Three-dimensional measurement of bubble in gas-liquid flow by light field photography

Abstract

A three-dimensional measurement method for bubble parameters in gas-liquid two-phase flow was proposed based on the light field photography for solving the problem that bubble parameters could only be measured in two-dimensional problems using conventional photography. The light field camera recorded the light field information of the gas-liquid two-phase flow, and then the total focus image and the refocused images of the bubbles in the two-phase flow field were obtained using a computational imaging technique.
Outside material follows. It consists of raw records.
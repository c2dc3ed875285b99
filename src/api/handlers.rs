//! HTTP request handlers with OpenAPI documentation.

use std::fmt::Debug;
use std::sync::Arc;

use axum::{
    Json,
    extract::{Path, Query, State},
    http::StatusCode,
    response::IntoResponse,
};
use serde::Deserialize;
use tracing::{debug, error};
use utoipa::{IntoParams, OpenApi};
use uuid::Uuid;
use validator::Validate;

use super::translate::{Fallbacks, OutcomeResponse, translate, translate_preferring_payload};
use crate::app::AppState;
use crate::app::pipelines::{
    evaluate_account_creation, evaluate_account_lookup, evaluate_deposit, evaluate_transfer,
    evaluate_withdrawal,
};
use crate::domain::{
    Account, AccountInput, AppError, CreateAccountInput, DatabaseError, DepositInput, ErrorDetail,
    ErrorResponse, HealthResponse, HealthStatus, Outcome, TransactionInput, TransactionRecord,
    ValidationError, WithdrawInput,
};

/// OpenAPI documentation structure
#[derive(OpenApi)]
#[openapi(
    info(
        title = "Banking Outcome API",
        version = "0.1.0",
        description = "Account lookup, creation, transfers, withdrawals and deposits",
        license(
            name = "MIT"
        )
    ),
    paths(
        lookup_account_handler,
        create_account_handler,
        transfer_handler,
        withdraw_handler,
        deposit_handler,
        list_transactions_handler,
        health_check_handler,
        liveness_handler,
        readiness_handler,
    ),
    components(
        schemas(
            Account,
            AccountInput,
            CreateAccountInput,
            TransactionInput,
            WithdrawInput,
            DepositInput,
            TransactionRecord,
            HealthResponse,
            HealthStatus,
            ErrorResponse,
            ErrorDetail,
        )
    ),
    tags(
        (name = "accounts", description = "Account lookup and creation"),
        (name = "transactions", description = "Transfers, withdrawals and deposits"),
        (name = "health", description = "Health check endpoints")
    )
)]
pub struct ApiDoc;

/// History query parameters
#[derive(Debug, Deserialize, IntoParams)]
#[into_params(parameter_in = Query)]
pub struct HistoryParams {
    /// Maximum number of records to return (1-100, default: 20)
    #[serde(default = "default_limit")]
    pub limit: i64,
}

fn default_limit() -> i64 {
    20
}

fn validated<T: Validate>(input: &T) -> Result<(), AppError> {
    input.validate().map_err(ValidationError::from)?;
    Ok(())
}

fn log_outcome<T, S: Debug>(operation: &'static str, outcome: &Outcome<T, S>) {
    debug!(
        operation,
        kind = %outcome.kind(),
        status = %outcome.status(),
        trail = ?outcome.decision_trail(),
        "Pipeline resolved"
    );
}

/// Look up an account by sort code and account number
#[utoipa::path(
    post,
    path = "/api/v1/accounts",
    tag = "accounts",
    request_body = AccountInput,
    responses(
        (status = 200, description = "Account found; a plain-text message when none matches", body = Account),
        (status = 400, description = "Malformed search criteria", body = String, content_type = "text/plain"),
        (status = 500, description = "Internal server error", body = ErrorResponse),
        (status = 503, description = "Account store unavailable", body = ErrorResponse)
    )
)]
pub async fn lookup_account_handler(
    State(state): State<Arc<AppState>>,
    Json(payload): Json<AccountInput>,
) -> Result<OutcomeResponse<Account>, AppError> {
    validated(&payload)?;
    let outcome = evaluate_account_lookup(state.accounts.as_ref(), &payload).await?;
    log_outcome("account_lookup", &outcome);
    Ok(translate(outcome, &Fallbacks::LOOKUP))
}

/// Open a new account with generated identifiers and a zero balance
#[utoipa::path(
    put,
    path = "/api/v1/accounts",
    tag = "accounts",
    request_body = CreateAccountInput,
    responses(
        (status = 200, description = "Account created; a plain-text message when creation failed", body = Account),
        (status = 400, description = "Missing bank or owner name", body = String, content_type = "text/plain"),
        (status = 500, description = "Internal server error", body = ErrorResponse)
    )
)]
pub async fn create_account_handler(
    State(state): State<Arc<AppState>>,
    Json(payload): Json<CreateAccountInput>,
) -> Result<OutcomeResponse<Account>, AppError> {
    validated(&payload)?;
    let outcome = evaluate_account_creation(state.accounts.as_ref(), &payload).await?;
    log_outcome("account_creation", &outcome);
    Ok(translate(outcome, &Fallbacks::CREATE))
}

/// Transfer funds between two accounts
///
/// The body is `true` when the transfer completed and `false` when it was
/// denied, for instance because the source balance does not cover it.
#[utoipa::path(
    post,
    path = "/api/v1/transactions",
    tag = "transactions",
    request_body = TransactionInput,
    responses(
        (status = 200, description = "Whether the transfer completed", body = bool),
        (status = 400, description = "Invalid account information", body = String, content_type = "text/plain"),
        (status = 500, description = "Internal server error", body = ErrorResponse)
    )
)]
pub async fn transfer_handler(
    State(state): State<Arc<AppState>>,
    Json(payload): Json<TransactionInput>,
) -> Result<OutcomeResponse<bool>, AppError> {
    validated(&payload)?;
    let outcome = evaluate_transfer(state.transactions.as_ref(), &payload).await?;
    log_outcome("transfer", &outcome);
    Ok(translate_preferring_payload(outcome, &Fallbacks::TRANSFER))
}

/// Withdraw funds from an account
#[utoipa::path(
    post,
    path = "/api/v1/withdraw",
    tag = "transactions",
    request_body = WithdrawInput,
    responses(
        (status = 200, description = "Withdrawal applied; a plain-text message for an unknown account or insufficient balance", body = String),
        (status = 400, description = "Malformed search criteria", body = String, content_type = "text/plain"),
        (status = 500, description = "Internal server error", body = ErrorResponse)
    )
)]
pub async fn withdraw_handler(
    State(state): State<Arc<AppState>>,
    Json(payload): Json<WithdrawInput>,
) -> Result<OutcomeResponse<String>, AppError> {
    validated(&payload)?;
    let outcome = evaluate_withdrawal(
        state.accounts.as_ref(),
        state.transactions.as_ref(),
        &payload,
    )
    .await?;
    log_outcome("withdrawal", &outcome);
    Ok(translate(outcome, &Fallbacks::WITHDRAW))
}

/// Deposit funds into an account identified by its number
#[utoipa::path(
    post,
    path = "/api/v1/deposit",
    tag = "transactions",
    request_body = DepositInput,
    responses(
        (status = 200, description = "Deposit applied; a plain-text message for an unknown account", body = String),
        (status = 400, description = "Malformed account number", body = String, content_type = "text/plain"),
        (status = 500, description = "Internal server error", body = ErrorResponse)
    )
)]
pub async fn deposit_handler(
    State(state): State<Arc<AppState>>,
    Json(payload): Json<DepositInput>,
) -> Result<OutcomeResponse<String>, AppError> {
    validated(&payload)?;
    let outcome = evaluate_deposit(
        state.accounts.as_ref(),
        state.transactions.as_ref(),
        &payload,
    )
    .await?;
    log_outcome("deposit", &outcome);
    Ok(translate(outcome, &Fallbacks::DEPOSIT))
}

/// Transaction history for an account, newest first
#[utoipa::path(
    get,
    path = "/api/v1/accounts/{id}/transactions",
    tag = "transactions",
    params(
        ("id" = Uuid, Path, description = "Account ID"),
        HistoryParams
    ),
    responses(
        (status = 200, description = "Transaction records", body = Vec<TransactionRecord>),
        (status = 500, description = "Internal server error", body = ErrorResponse)
    )
)]
pub async fn list_transactions_handler(
    State(state): State<Arc<AppState>>,
    Path(id): Path<Uuid>,
    Query(params): Query<HistoryParams>,
) -> Result<Json<Vec<TransactionRecord>>, AppError> {
    let limit = params.limit.clamp(1, 100);
    let records = state.db_client.list_transactions(id, limit).await?;
    Ok(Json(records))
}

/// Detailed health check
#[utoipa::path(
    get,
    path = "/health",
    tag = "health",
    responses(
        (status = 200, description = "Health status", body = HealthResponse)
    )
)]
pub async fn health_check_handler(State(state): State<Arc<AppState>>) -> Json<HealthResponse> {
    let health = state.health_check().await;
    Json(health)
}

/// Kubernetes liveness probe
#[utoipa::path(
    get,
    path = "/health/live",
    tag = "health",
    responses(
        (status = 200, description = "Application is alive")
    )
)]
pub async fn liveness_handler() -> StatusCode {
    StatusCode::OK
}

/// Kubernetes readiness probe
#[utoipa::path(
    get,
    path = "/health/ready",
    tag = "health",
    responses(
        (status = 200, description = "Application is ready to serve traffic"),
        (status = 503, description = "Application is not ready")
    )
)]
pub async fn readiness_handler(State(state): State<Arc<AppState>>) -> StatusCode {
    let health = state.health_check().await;
    match health.status {
        HealthStatus::Healthy => StatusCode::OK,
        HealthStatus::Unhealthy => StatusCode::SERVICE_UNAVAILABLE,
    }
}

impl IntoResponse for AppError {
    fn into_response(self) -> axum::response::Response {
        let (status, error_type, message) = match &self {
            AppError::Database(db_err) => match db_err {
                DatabaseError::Connection(_) => (
                    StatusCode::SERVICE_UNAVAILABLE,
                    "database_error",
                    self.to_string(),
                ),
                DatabaseError::NotFound(_) => {
                    (StatusCode::NOT_FOUND, "not_found", self.to_string())
                }
                DatabaseError::Duplicate(_) => {
                    (StatusCode::CONFLICT, "duplicate", self.to_string())
                }
                _ => (
                    StatusCode::INTERNAL_SERVER_ERROR,
                    "database_error",
                    self.to_string(),
                ),
            },
            AppError::Config(_) => (
                StatusCode::INTERNAL_SERVER_ERROR,
                "configuration_error",
                self.to_string(),
            ),
            AppError::Validation(_) => (
                StatusCode::BAD_REQUEST,
                "validation_error",
                self.to_string(),
            ),
            AppError::Internal(_) => (
                StatusCode::INTERNAL_SERVER_ERROR,
                "internal_error",
                self.to_string(),
            ),
        };

        if status.is_server_error() {
            error!(error_type = %error_type, message = %message, "Server error");
        }

        let fields = match self {
            AppError::Validation(ValidationError::Fields(fields)) => Some(fields),
            _ => None,
        };

        let body = Json(ErrorResponse {
            error: ErrorDetail {
                r#type: error_type.to_string(),
                message,
                fields,
            },
        });

        (status, body).into_response()
    }
}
The image processing was performed by binarizing the total focus image to obtain the projection of bubbles in the depth direction and evaluating the sharpness of refocused images to obtain the depth of bubbles. Based on the bubble projection and depth information, the three-dimensional reconstruction of the bubbles was achieved, and the parameters, such as size distribution, spatial position and gas void fraction of bubbles were further calculated. The calibration and the experiment were made to evaluate the proposed method. Experimental results show that the cross-sectional void fraction in the depth direction is in agreement with the bubble depth distribution and oscillates periodically in the vertical direction. With the increase of gas flow rates from 0.5 L/min to 1.1 L/min, the amount of bubbles increases from 28 to 72; the average diameter of bubbles maintains about 1.56 mm before the gas flow rate reaches 0.9 L/min, after increasing sharply; the gas volume fraction rises approximately linearly, and the bubble depth interval increases gradually. The three-dimensional reconstruction results of bubbles are in good agreement with the law of bubble formation and distribution, thus verifying the feasibility of the proposed method.